Below are several records. Retype exactly those lines running from the one with "fn submit_input(&mut self)" through the one with "the story forward.", end lines included, and no others.

::: Record extracts

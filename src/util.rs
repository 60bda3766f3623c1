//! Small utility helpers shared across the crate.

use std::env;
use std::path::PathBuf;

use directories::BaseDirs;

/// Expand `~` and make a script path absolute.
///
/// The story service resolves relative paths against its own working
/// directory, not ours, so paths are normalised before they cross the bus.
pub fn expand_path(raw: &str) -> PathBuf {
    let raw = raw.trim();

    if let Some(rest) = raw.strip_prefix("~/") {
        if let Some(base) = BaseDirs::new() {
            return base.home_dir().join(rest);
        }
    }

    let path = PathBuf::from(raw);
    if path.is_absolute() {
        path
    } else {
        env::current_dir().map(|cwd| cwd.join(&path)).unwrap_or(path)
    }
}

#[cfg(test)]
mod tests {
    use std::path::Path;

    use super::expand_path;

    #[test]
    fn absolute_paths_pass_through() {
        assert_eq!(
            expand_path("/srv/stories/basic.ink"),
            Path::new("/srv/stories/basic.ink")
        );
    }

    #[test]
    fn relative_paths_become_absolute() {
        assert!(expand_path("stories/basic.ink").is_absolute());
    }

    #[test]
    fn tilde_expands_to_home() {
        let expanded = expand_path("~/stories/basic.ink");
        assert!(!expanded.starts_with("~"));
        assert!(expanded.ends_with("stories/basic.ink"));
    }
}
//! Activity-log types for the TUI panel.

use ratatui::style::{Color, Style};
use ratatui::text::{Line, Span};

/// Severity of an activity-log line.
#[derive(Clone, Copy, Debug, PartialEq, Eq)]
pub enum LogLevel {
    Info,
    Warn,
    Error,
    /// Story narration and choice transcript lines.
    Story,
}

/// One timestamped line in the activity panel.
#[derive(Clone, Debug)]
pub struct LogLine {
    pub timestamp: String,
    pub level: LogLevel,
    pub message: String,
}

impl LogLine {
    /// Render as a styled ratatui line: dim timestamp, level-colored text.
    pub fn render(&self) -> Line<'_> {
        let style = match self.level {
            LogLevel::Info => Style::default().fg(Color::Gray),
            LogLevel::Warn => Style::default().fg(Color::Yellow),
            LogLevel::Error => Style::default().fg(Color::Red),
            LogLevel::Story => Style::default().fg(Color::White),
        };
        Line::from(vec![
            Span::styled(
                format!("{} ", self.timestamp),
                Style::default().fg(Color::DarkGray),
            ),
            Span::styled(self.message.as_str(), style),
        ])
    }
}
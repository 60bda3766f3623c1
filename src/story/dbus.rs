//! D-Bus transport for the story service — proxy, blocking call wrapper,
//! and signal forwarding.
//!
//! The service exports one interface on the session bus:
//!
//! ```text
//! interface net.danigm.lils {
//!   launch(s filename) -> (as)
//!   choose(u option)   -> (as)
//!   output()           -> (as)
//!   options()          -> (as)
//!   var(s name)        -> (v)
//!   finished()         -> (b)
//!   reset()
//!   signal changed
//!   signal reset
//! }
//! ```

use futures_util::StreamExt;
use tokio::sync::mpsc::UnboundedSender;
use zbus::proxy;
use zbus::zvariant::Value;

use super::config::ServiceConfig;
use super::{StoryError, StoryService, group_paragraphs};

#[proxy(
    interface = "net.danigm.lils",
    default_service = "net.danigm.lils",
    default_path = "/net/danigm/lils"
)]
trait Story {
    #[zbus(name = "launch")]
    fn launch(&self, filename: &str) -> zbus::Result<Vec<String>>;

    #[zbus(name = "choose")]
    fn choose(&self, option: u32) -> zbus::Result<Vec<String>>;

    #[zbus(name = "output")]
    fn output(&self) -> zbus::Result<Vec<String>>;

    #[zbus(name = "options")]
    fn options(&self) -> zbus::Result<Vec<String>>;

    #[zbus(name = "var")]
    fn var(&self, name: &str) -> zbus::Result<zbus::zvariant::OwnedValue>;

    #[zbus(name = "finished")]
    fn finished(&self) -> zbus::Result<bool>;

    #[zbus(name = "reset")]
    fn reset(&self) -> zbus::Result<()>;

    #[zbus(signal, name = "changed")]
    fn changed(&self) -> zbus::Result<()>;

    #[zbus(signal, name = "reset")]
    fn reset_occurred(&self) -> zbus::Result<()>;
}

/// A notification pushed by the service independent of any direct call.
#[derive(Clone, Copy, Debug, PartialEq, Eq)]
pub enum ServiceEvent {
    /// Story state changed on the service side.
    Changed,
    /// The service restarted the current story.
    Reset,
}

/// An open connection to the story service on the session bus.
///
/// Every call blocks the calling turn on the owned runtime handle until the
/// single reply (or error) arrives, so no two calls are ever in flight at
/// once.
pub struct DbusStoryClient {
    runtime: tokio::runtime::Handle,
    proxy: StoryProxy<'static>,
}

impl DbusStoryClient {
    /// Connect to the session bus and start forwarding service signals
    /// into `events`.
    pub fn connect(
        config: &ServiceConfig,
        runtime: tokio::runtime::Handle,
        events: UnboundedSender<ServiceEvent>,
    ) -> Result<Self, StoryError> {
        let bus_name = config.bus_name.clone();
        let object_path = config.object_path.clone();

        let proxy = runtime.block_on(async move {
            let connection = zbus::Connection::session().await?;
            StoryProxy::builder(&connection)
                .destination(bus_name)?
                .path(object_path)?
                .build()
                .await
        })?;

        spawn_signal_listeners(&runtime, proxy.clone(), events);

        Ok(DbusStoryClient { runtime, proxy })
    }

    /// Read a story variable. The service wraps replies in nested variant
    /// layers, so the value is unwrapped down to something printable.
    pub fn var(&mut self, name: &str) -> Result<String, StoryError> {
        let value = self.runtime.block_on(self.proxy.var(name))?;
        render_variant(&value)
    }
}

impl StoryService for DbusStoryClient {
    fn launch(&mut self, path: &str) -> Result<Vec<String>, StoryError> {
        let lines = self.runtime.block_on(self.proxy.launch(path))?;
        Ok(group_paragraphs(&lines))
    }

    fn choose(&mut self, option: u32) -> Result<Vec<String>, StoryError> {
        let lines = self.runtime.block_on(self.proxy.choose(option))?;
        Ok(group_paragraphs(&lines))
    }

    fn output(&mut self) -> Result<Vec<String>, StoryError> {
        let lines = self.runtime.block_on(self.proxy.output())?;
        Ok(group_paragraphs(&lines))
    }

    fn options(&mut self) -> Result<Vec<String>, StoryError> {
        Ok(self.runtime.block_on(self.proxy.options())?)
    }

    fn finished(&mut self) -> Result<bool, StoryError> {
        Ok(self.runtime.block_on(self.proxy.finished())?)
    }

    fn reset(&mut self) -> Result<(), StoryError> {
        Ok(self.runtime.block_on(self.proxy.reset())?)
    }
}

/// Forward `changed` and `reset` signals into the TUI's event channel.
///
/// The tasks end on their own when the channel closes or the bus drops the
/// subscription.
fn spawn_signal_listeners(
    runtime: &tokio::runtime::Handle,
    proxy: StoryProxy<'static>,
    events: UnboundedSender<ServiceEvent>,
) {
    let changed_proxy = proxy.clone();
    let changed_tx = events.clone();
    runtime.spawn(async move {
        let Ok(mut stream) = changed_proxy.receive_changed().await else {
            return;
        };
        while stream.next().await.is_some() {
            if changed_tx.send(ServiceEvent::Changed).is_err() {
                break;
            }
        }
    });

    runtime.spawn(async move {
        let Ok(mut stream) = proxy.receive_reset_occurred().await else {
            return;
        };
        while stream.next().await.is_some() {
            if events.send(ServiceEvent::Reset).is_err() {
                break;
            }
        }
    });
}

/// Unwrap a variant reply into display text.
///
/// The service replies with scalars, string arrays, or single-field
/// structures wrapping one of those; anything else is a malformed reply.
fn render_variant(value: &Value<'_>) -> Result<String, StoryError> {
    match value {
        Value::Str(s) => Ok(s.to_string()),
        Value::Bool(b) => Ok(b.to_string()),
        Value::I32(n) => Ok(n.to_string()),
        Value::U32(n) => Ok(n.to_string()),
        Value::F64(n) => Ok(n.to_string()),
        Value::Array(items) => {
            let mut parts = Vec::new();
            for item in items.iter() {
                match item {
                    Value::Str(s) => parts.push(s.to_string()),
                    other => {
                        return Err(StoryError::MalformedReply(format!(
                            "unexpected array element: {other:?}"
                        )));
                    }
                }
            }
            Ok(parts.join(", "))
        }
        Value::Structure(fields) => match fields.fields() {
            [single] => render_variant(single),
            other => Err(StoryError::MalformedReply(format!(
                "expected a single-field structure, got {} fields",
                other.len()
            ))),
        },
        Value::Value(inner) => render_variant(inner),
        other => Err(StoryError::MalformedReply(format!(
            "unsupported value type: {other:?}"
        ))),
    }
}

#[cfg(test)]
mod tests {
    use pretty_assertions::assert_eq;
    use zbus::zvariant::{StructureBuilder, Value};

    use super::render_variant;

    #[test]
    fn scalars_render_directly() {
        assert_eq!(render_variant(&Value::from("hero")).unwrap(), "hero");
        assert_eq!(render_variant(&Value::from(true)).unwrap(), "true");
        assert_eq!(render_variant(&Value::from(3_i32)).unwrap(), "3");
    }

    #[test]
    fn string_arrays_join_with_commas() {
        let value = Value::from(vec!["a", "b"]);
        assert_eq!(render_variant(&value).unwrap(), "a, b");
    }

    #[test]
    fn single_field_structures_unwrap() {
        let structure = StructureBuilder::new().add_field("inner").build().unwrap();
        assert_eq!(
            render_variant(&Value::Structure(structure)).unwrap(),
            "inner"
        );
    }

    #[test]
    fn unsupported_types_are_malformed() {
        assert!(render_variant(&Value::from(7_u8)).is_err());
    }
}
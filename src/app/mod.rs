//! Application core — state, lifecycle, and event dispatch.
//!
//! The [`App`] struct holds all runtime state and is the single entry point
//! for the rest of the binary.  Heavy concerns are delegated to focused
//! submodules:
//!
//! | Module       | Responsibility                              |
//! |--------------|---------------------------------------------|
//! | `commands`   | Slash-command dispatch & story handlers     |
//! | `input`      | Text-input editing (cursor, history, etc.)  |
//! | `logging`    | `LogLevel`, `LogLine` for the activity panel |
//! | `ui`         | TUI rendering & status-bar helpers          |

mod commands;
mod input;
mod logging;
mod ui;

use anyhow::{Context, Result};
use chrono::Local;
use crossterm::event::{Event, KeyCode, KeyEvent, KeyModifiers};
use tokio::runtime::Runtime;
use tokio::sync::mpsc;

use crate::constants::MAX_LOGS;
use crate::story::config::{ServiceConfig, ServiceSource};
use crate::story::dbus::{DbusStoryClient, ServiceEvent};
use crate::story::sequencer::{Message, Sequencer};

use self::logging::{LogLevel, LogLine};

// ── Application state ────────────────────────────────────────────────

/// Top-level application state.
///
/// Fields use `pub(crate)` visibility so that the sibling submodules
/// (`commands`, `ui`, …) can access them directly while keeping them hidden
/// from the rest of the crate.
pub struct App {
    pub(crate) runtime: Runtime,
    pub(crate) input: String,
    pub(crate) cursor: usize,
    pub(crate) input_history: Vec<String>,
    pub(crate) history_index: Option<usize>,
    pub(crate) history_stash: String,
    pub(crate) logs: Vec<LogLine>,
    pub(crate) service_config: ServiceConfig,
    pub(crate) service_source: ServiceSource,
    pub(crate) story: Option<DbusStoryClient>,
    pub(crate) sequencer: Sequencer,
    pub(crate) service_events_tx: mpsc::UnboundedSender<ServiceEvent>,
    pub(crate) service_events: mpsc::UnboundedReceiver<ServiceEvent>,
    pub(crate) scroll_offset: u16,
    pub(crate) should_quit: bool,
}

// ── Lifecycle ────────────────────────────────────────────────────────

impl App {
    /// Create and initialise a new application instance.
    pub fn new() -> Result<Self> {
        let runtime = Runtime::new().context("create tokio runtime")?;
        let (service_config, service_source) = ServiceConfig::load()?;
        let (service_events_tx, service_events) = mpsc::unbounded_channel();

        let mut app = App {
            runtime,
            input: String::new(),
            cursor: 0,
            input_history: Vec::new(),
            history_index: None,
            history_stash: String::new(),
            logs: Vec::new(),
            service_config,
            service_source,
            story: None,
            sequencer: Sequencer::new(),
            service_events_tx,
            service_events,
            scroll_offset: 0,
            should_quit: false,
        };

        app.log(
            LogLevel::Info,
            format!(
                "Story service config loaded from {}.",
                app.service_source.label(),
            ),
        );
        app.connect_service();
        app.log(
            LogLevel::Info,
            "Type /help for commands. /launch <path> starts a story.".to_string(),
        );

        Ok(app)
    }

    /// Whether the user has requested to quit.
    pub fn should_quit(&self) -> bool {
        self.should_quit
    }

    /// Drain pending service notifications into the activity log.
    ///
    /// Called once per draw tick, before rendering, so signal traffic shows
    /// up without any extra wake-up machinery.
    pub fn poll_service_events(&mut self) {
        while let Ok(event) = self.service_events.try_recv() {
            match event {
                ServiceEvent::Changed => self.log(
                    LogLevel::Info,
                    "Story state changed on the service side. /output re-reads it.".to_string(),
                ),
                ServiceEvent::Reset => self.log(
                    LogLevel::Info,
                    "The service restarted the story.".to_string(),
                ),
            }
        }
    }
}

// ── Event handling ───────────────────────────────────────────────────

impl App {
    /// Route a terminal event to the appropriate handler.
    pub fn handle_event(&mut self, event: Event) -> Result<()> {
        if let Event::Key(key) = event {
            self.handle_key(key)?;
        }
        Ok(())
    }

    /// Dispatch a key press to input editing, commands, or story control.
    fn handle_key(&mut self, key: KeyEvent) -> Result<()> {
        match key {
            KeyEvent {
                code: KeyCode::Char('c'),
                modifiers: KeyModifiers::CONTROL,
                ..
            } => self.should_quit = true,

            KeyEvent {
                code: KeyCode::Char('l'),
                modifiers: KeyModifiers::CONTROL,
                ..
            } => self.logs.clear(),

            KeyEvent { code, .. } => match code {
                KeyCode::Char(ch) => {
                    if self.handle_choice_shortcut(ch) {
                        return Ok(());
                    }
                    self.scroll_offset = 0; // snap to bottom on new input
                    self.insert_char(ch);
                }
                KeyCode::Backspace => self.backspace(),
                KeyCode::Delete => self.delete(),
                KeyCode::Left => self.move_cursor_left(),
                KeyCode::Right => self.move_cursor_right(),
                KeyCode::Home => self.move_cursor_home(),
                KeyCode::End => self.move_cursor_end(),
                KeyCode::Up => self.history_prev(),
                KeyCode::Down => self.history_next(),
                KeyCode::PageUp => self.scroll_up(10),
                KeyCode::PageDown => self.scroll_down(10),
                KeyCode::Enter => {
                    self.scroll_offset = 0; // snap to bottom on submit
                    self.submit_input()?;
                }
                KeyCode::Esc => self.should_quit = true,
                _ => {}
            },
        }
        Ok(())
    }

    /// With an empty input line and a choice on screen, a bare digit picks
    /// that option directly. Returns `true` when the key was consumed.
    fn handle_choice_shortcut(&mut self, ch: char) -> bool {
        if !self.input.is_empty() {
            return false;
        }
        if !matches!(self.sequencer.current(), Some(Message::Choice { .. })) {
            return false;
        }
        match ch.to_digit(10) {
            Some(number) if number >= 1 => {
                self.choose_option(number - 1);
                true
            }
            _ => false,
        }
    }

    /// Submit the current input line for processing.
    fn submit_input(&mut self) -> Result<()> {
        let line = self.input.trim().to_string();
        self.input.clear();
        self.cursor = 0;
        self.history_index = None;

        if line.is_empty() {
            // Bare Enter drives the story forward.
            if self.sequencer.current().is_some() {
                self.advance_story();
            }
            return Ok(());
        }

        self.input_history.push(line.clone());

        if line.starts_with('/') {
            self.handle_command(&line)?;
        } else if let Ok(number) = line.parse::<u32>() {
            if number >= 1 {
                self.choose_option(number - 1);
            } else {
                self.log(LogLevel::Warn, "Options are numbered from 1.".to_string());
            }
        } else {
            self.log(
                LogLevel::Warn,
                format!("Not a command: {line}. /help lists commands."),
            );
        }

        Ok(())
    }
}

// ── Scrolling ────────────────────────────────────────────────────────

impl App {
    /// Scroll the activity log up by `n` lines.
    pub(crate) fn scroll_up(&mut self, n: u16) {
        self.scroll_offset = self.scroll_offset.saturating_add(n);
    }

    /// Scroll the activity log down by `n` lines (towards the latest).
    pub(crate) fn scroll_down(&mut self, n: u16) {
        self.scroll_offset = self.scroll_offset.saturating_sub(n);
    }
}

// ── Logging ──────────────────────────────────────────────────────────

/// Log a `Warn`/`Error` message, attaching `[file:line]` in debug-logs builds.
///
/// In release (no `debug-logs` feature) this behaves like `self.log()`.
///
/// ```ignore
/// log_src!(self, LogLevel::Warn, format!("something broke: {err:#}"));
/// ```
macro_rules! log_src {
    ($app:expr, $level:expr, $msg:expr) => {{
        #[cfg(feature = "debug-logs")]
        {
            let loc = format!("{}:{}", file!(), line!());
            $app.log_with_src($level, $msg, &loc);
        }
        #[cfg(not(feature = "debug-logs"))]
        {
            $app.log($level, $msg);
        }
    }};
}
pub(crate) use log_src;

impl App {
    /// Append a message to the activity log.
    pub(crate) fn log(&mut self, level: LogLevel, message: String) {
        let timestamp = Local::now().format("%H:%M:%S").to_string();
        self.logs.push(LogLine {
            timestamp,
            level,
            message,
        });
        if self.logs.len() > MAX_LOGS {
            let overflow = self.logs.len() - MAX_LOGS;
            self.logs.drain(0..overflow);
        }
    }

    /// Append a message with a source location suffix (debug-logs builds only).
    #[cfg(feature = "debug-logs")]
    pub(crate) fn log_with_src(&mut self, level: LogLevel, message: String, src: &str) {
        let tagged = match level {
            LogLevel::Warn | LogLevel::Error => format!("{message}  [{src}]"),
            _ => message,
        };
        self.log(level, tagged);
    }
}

::::::

## Task result
    fn submit_input(&mut self) -> Result<()> {
        let line = self.input.trim().to_string();
        self.input.clear();
        self.cursor = 0;
        self.history_index = None;

        if line.is_empty() {
            // Bare Enter drives the story forward.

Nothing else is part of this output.